Multi-omic profiling reveals widespread dysregulation of innate immunity and hematopoiesis in COVID-19

• Published in: The Journal of experimental medicine Vol. 218; no. 8
• Main Authors: Wilk, Aaron J., Lee, Madeline J., Wei, Bei, Parks, Benjamin, Pi, Ruoxi, Martínez-Colón, Giovanny J., Ranganath, Thanmayi, Zhao, Nancy Q., Taylor, Shalina, Becker, Winston, Vergara, Rosemary, McKechnie, Julia L., de la Parte, Lauren, Whittle Dantzler, Kathleen, Ty, Maureen, Kathale, Nimish, Martinez-Colon, Giovanny J., Rustagi, Arjun, Ivison, Geoff, Brewer, Rachel, Hollis, Taylor, Baird, Andrea, Ugur, Michele, Tal, Michal, Bogusch, Drina, Nahass, Georgie, Haider, Kazim, Thi Tran, Kim Quyen, Simpson, Laura, Din, Hena, Roque, Jonasel, Mann, Rosen, Chang, Iris, Do, Evan, Fernandes, Andrea, Lyu, Shu-Chen, Zhang, Wenming, Manohar, Monali, Krempski, James, Visweswaran, Anita, Zudock, Elizabeth J., Jee, Kathryn, Kumar, Komal, Newberry, Jennifer A., Quinn, James V., Schreiber, Donald, Ashley, Euan A., Blish, Catherine A., Blomkalns, Andra L., Nadeau, Kari C., O’Hara, Ruth, Rogers, Angela J., Yang, Samuel, Jimenez-Morales, David, Holmes, Susan, Rabinovitch, Marlene, Greenleaf, William J.
• Format: Journal Article
• Language: English
• Published: United States Rockefeller University Press 02.08.2021
• Subjects: Adult; Aged; Case-Control Studies; Covid-19; COVID-19 - blood; COVID-19 - genetics; COVID-19 - immunology; COVID-19 - mortality; Cytokines - genetics; Epigenesis, Genetic; Female; Hematopoiesis; Humans; Immunity, Innate - physiology; Infectious Disease and Host Defense; Innate Immunity and Inflammation; Killer Cells, Natural - pathology; Killer Cells, Natural - virology; Male; Middle Aged; Monocytes - pathology; Monocytes - virology; Neutrophils - pathology; Neutrophils - virology; NF-kappa B - metabolism; Proteomics; Severity of Illness Index; Single-Cell Analysis
• ISSN: 0022-1007; 1540-9538; 1540-9538
• DOI: 10.1084/jem.20210582

Our understanding of protective versus pathological immune responses to SARS-CoV-2, the virus that causes coronavirus disease 2019 (COVID-19), is limited by inadequate profiling of patients at the extremes of the disease severity spectrum.
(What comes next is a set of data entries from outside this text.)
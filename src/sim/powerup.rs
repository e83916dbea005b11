//! Power-up generation and effects
//!
//! Power-ups drop from destroyed bricks, fall toward the paddle and apply
//! their effect when caught. Generation re-rolls types that are maxed out
//! for the current session; the Random type resolves to a concrete type
//! when applied, never to itself.

use glam::Vec2;
use rand::Rng;
use serde::{Deserialize, Serialize};
use thiserror::Error;

use super::geometry::Rect;
use super::state::GameState;
use crate::consts::*;

/// Ball-speed multiplier cap for the speed-up power-up
const SPEED_UP_CAP: f32 = 1.8;
/// Ball-speed multiplier floor for the speed-down power-up
const SPEED_DOWN_FLOOR: f32 = 0.4;
/// Ball count cap for the extra-ball power-up
const MAX_BALLS: usize = 4;
/// Supported score bonus values
const SCORE_VALUES: [u32; 3] = [200, 500, 1000];

/// Unrecoverable power-up defects; these indicate a data or logic error,
/// not a transient fault.
#[derive(Debug, Error, PartialEq)]
pub enum PowerUpError {
    #[error("invalid power-up configuration: {kind:?} with value {value}")]
    InvalidConfiguration { kind: PowerUpKind, value: f64 },
}

/// The enumerated power-up types.
#[derive(Debug, Clone, Copy, PartialEq, Eq, Serialize, Deserialize)]
pub enum PowerUpKind {
    NoClip,
    BallSpeedUp,
    BallSpeedDown,
    PaddleGrow,
    ExtraBall,
    ExtraLife,
    ScoreAdd,
    Random,
}

impl PowerUpKind {
    const ALL: [PowerUpKind; 8] = [
        PowerUpKind::NoClip,
        PowerUpKind::BallSpeedUp,
        PowerUpKind::BallSpeedDown,
        PowerUpKind::PaddleGrow,
        PowerUpKind::ExtraBall,
        PowerUpKind::ExtraLife,
        PowerUpKind::ScoreAdd,
        PowerUpKind::Random,
    ];

    /// A type is invalid when its effect is already maxed out or
    /// meaningless for the current session state.
    fn is_invalid(self, state: &GameState) -> bool {
        match self {
            PowerUpKind::NoClip => state.no_clip,
            PowerUpKind::BallSpeedUp => state.ball_speed_multiplier >= SPEED_UP_CAP,
            PowerUpKind::BallSpeedDown => state.ball_speed_multiplier <= SPEED_DOWN_FLOOR,
            PowerUpKind::PaddleGrow => state.paddle.rect.size.x >= FIELD_WIDTH / 2.0,
            PowerUpKind::ExtraBall => state.ball_count() >= MAX_BALLS,
            PowerUpKind::ExtraLife
            | PowerUpKind::ScoreAdd
            | PowerUpKind::Random => false,
        }
    }
}

/// A falling power-up entity.
#[derive(Debug, Clone, Serialize, Deserialize)]
pub struct PowerUp {
    pub kind: PowerUpKind,
    /// Type-specific magnitude, resolved at spawn time
    pub value: f64,
    pub rect: Rect,
}

impl PowerUp {
    /// Fall toward the bottom edge; returns true once fully below it.
    pub fn fall(&mut self, dt_ms: f32) -> bool {
        self.rect.pos.y += POWERUP_FALL_SPEED * dt_ms;
        self.rect.bottom() > FIELD_HEIGHT
    }

    /// Apply this power-up's effect to the session.
    ///
    /// An unrecognized type/value combination is a programming error and
    /// fails with [`PowerUpError::InvalidConfiguration`].
    pub fn apply(&self, state: &mut GameState) -> Result<(), PowerUpError> {
        match self.kind {
            PowerUpKind::NoClip => state.arm_no_clip(),
            PowerUpKind::BallSpeedUp => state.ball_speed_multiplier += self.value as f32,
            PowerUpKind::BallSpeedDown => state.ball_speed_multiplier -= self.value as f32,
            PowerUpKind::PaddleGrow => state.paddle.grow(self.value as f32),
            PowerUpKind::ExtraBall => state.add_ball(),
            PowerUpKind::ExtraLife => state.lives += self.value as u32,
            PowerUpKind::ScoreAdd => {
                let value = self.value as u32;
                if !SCORE_VALUES.contains(&value) {
                    return Err(PowerUpError::InvalidConfiguration {
                        kind: self.kind,
                        value: self.value,
                    });
                }
                state.score += value;
            }
            PowerUpKind::Random => {
                // Resolve to a freshly drawn concrete type, never Random
                let resolved = loop {
                    let candidate = generate(state, self.rect.pos);
                    if candidate.kind != PowerUpKind::Random {
                        break candidate;
                    }
                };
                log::debug!("random power-up resolved to {:?}", resolved.kind);
                resolved.apply(state)?;
            }
        }
        Ok(())
    }
}

/// Draw a random power-up for the current session state, re-rolling
/// types that are currently maxed out. The loop terminates because
/// extra-life, score-add and random are never invalid.
pub fn generate(state: &mut GameState, pos: Vec2) -> PowerUp {
    let kind = loop {
        let candidate = PowerUpKind::ALL[state.rng().random_range(0..PowerUpKind::ALL.len())];
        if !candidate.is_invalid(state) {
            break candidate;
        }
    };

    let value = match kind {
        PowerUpKind::NoClip
        | PowerUpKind::ExtraBall
        | PowerUpKind::ExtraLife => 1.0,
        PowerUpKind::BallSpeedUp | PowerUpKind::BallSpeedDown => {
            state.rng().random::<f64>() * 0.2
        }
        PowerUpKind::PaddleGrow => state.rng().random_range(10..50) as f64,
        PowerUpKind::ScoreAdd => {
            SCORE_VALUES[state.rng().random_range(0..SCORE_VALUES.len())] as f64
        }
        PowerUpKind::Random => 0.0,
    };

    PowerUp {
        kind,
        value,
        rect: Rect::new(pos.x, pos.y, POWERUP_WIDTH, POWERUP_HEIGHT),
    }
}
Here, we performed multi-omic single-cell immune profiling of 64 COVID-19 patients across the full range of disease severity, from outpatients with mild disease to fatal cases. Our transcriptomic, epigenomic, and proteomic analyses revealed widespread dysfunction of peripheral innate immunity in severe and fatal COVID-19, including prominent hyperactivation signatures in neutrophils and NK cells. We also identified chromatin accessibility changes at NF-κB binding sites within cytokine gene loci as a potential mechanism for the striking lack of pro-inflammatory cytokine production observed in monocytes in severe and fatal COVID-19. We further demonstrated that emergency myelopoiesis is a prominent feature of fatal COVID-19. Collectively, our results reveal disease severity–associated immune phenotypes in COVID-19 and identify pathogenesis-associated pathways that are potential targets for therapeutic intervention.